You can become the very worst version of yourself while looking over bank statements with your spouse. (Been there.) Disagreements and rifts build over issues like overspending, hidden habits, unequal responsibilities, and overwhelming debt. No surprise that financial discord is at the root of many divorces. But what if a bank statement could make you the best version of yourself, particularly in your marriage?
Christian marriage assumes unity and mutuality. The goal is harmony and communion as the couple edifies and sanctifies each other.
Unfortunately, marriage in our culture today often looks more like a union negotiation in which disharmony is assumed from the outset. This is especially so when it comes to economics. Modern marriage looks, as Wendell Berry suggests, like divorce itself:
Marriage, in what is evidently its most popular version, is now on the one hand an intimate “relationship” involving (ideally) two successful careerists in the same bed, and on the other hand a sort of private political system in which rights and interests must be constantly asserted and defended. Marriage, in other words, has now taken the form of divorce: a prolonged and impassioned negotiation as to how things shall be divided.

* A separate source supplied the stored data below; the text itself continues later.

//! Standard (motion/state) command synthesis
//!
//! A standard command's two opcode bytes are packed bit-by-bit from up to
//! seven independent intents. Five of them (pan, tilt, iris, focus, zoom)
//! really are independent; scan mode and camera enable are not: the
//! device conflates them into a single 2-bit `(sense, scan_cam)` pair, so
//! two of the nine combinations cannot be expressed on the wire at all.
//! This module is the one place that coupling is handled.

use crate::{
    error::{Error, Result},
    frame::Frame,
    speed::Speed,
};

/// Pan direction
#[derive(Debug, Clone, Copy, PartialEq, Eq)]
pub enum Pan {
    Left,
    Right,
}

/// Tilt direction
#[derive(Debug, Clone, Copy, PartialEq, Eq)]
pub enum Tilt {
    Down,
    Up,
}

/// Manual iris direction
#[derive(Debug, Clone, Copy, PartialEq, Eq)]
pub enum Iris {
    Open,
    Close,
}

/// Manual focus direction
#[derive(Debug, Clone, Copy, PartialEq, Eq)]
pub enum Focus {
    Far,
    Near,
}

/// Zoom direction (tele/wide)
#[derive(Debug, Clone, Copy, PartialEq, Eq)]
pub enum Zoom {
    Out,
    In,
}

/// Scan mode selection
#[derive(Debug, Clone, Copy, PartialEq, Eq)]
pub enum ScanMode {
    Manual,
    Auto,
}

/// Camera enable switch
#[derive(Debug, Clone, Copy, PartialEq, Eq)]
pub enum CameraSwitch {
    Off,
    On,
}

/// Compound motion direction for single-call moves
///
/// A closed enumeration of the eight pan/tilt combinations plus `Stop`;
/// one parameterized move operation replaces a per-direction method per
/// combination.
#[derive(Debug, Clone, Copy, PartialEq, Eq)]
pub enum Direction {
    Stop,
    Up,
    Down,
    Left,
    LeftUp,
    LeftDown,
    Right,
    RightUp,
    RightDown,
}

impl Direction {
    /// Split into per-axis components (`None` means "do not move that axis")
    pub fn components(self) -> (Option<Pan>, Option<Tilt>) {
        match self {
            Self::Stop => (None, None),
            Self::Up => (None, Some(Tilt::Up)),
            Self::Down => (None, Some(Tilt::Down)),
            Self::Left => (Some(Pan::Left), None),
            Self::LeftUp => (Some(Pan::Left), Some(Tilt::Up)),
            Self::LeftDown => (Some(Pan::Left), Some(Tilt::Down)),
            Self::Right => (Some(Pan::Right), None),
            Self::RightUp => (Some(Pan::Right), Some(Tilt::Up)),
            Self::RightDown => (Some(Pan::Right), Some(Tilt::Down)),
        }
    }
}

/// One logical motion/state request
///
/// Transient value object: built per call, consumed by the frame builder,
/// never persisted. Every field defaults to "leave as is"; an
/// all-default intent encodes the stop command (0x00, 0x00).
///
/// # Examples
///
/// ```
/// use pelcod_core::standard::{MotionIntent, Pan, Tilt};
///
/// let intent = MotionIntent::new().pan(Pan::Right).tilt(Tilt::Up);
/// let (cmd1, cmd2) = intent.command_bytes().unwrap();
/// assert_eq!((cmd1, cmd2), (0x00, 0x0A));
/// ```
#[derive(Debug, Clone, Copy, Default, PartialEq, Eq)]
pub struct MotionIntent {
    pub pan: Option<Pan>,
    pub tilt: Option<Tilt>,
    pub iris: Option<Iris>,
    pub focus: Option<Focus>,
    pub zoom: Option<Zoom>,
    pub scan_mode: Option<ScanMode>,
    pub camera: Option<CameraSwitch>,
}

impl MotionIntent {
    /// Create an empty intent (encodes as the stop command)
    pub fn new() -> Self {
        Self::default()
    }

    pub fn pan(mut self, pan: Pan) -> Self {
        self.pan = Some(pan);
        self
    }

    pub fn tilt(mut self, tilt: Tilt) -> Self {
        self.tilt = Some(tilt);
        self
    }

    pub fn iris(mut self, iris: Iris) -> Self {
        self.iris = Some(iris);
        self
    }

    pub fn focus(mut self, focus: Focus) -> Self {
        self.focus = Some(focus);
        self
    }

    pub fn zoom(mut self, zoom: Zoom) -> Self {
        self.zoom = Some(zoom);
        self
    }

    pub fn scan_mode(mut self, mode: ScanMode) -> Self {
        self.scan_mode = Some(mode);
        self
    }

    pub fn camera(mut self, switch: CameraSwitch) -> Self {
        self.camera = Some(switch);
        self
    }

    /// Resolve the scan-mode/camera-enable coupling
    ///
    /// The 3x3 matrix of `(scan_mode, camera)` maps to the device's
    /// `(sense, scan_cam)` bit pair. Two cells are unrepresentable:
    /// manual scan with the camera on, and auto scan with the camera off.
    fn sense_scan_cam(&self) -> Result<(u8, u8)> {
        match (self.scan_mode, self.camera) {
            (None, None) => Ok((0, 0)),
            (None, Some(CameraSwitch::Off)) => Ok((0, 1)),
            (None, Some(CameraSwitch::On)) => Ok((1, 1)),
            (Some(ScanMode::Manual), None) => Ok((0, 2)),
            (Some(ScanMode::Manual), Some(CameraSwitch::Off)) => Ok((0, 3)),
            (Some(ScanMode::Auto), None) => Ok((1, 2)),
            (Some(ScanMode::Auto), Some(CameraSwitch::On)) => Ok((1, 3)),
            (Some(ScanMode::Manual), Some(CameraSwitch::On))
            | (Some(ScanMode::Auto), Some(CameraSwitch::Off)) => {
                Err(Error::IllegalModeCombination)
            }
        }
    }

    /// Pack the intent into the two standard-command opcode bytes
    ///
    /// # Errors
    ///
    /// [`Error::IllegalModeCombination`] for the two unrepresentable
    /// scan/enable cells; nothing is built in that case.
    pub fn command_bytes(&self) -> Result<(u8, u8)> {
        let (sense, scan_cam) = self.sense_scan_cam()?;

        let mut cmd1 = (sense << 7) | (scan_cam << 3);
        cmd1 |= match self.iris {
            Some(Iris::Close) => 0x08,
            Some(Iris::Open) => 0x04,
            None => 0x00,
        };
        if self.focus == Some(Focus::Near) {
            cmd1 |= 0x01;
        }

        let mut cmd2 = 0u8;
        if self.focus == Some(Focus::Far) {
            cmd2 |= 0x80;
        }
        cmd2 |= match self.zoom {
            Some(Zoom::In) => 0x20,
            Some(Zoom::Out) => 0x40,
            None => 0x00,
        };
        cmd2 |= match self.tilt {
            Some(Tilt::Up) => 0x08,
            Some(Tilt::Down) => 0x10,
            None => 0x00,
        };
        cmd2 |= match self.pan {
            Some(Pan::Right) => 0x02,
            Some(Pan::Left) => 0x04,
            None => 0x00,
        };

        Ok((cmd1, cmd2))
    }

    /// Build the complete standard-command frame
    ///
    /// `data1`/`data2` carry the pan/tilt speed bytes. Speed resolution
    /// against sticky session state happens in the caller; by the time a
    /// [`Speed`] exists it is already validated.
    pub fn frame(&self, address: u8, pan_speed: Speed, tilt_speed: Speed) -> Result<Frame> {
        let (cmd1, cmd2) = self.command_bytes()?;
        Ok(Frame::new(
            address,
            cmd1,
            cmd2,
            pan_speed.as_byte(),
            tilt_speed.as_byte(),
        ))
    }
}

It doesn’t have to work this way, of course. Following Berry’s lead, imagine instead that the pronoun “ours” trumped the pronoun “mine.” I have come to see that finances can actually bring couples together in pretty powerful ways, particularly as they pool and plan their finances together. Having been divorced and now remarried, what I now know to be true I learned all by accident, God’s grace, and the care of a loving wife.
Megan and I started jointly planning our finances as we saved for our wedding. It was deep-end-of-the-pool stuff. After short inspection, we realized that we had debts and commitments that needed immediate attention.
We started a spreadsheet to list all our debts and built a biweekly budget to track every expense. We learned a lot about priorities, discipline, and sacrifice; that was needful for us both. But we also began to experience a sense of shared vision for the future as we planned and brought our separate lives into alignment.
After we were married, our biweekly budget sessions became a place to discuss our values, our hopes, our ambitions and find agreement. We brought order to our finances, paid off our debts, and, by starting with the one of the hardest subjects, also developed and improved our communication skills. It wasn’t quick or easy—believe me—but it was the best possible thing for our marriage.
I have a picture in mind that perhaps best explains it all. Rather than sitting across from each other, trying to carve up mine and hers, we sit side by side looking at a screen. On that screen there is a spreadsheet which contains our past expenses (now over two years’ worth), a snapshot of our present moment, and projections about our future. We sit together. We face our life together, our finances transformed into a means through which we express the unity of our desires and plans for our family.
It’s much more than joint checking. It’s turned into an icon of harmony, mutuality, and love—in other words, of marriage itself.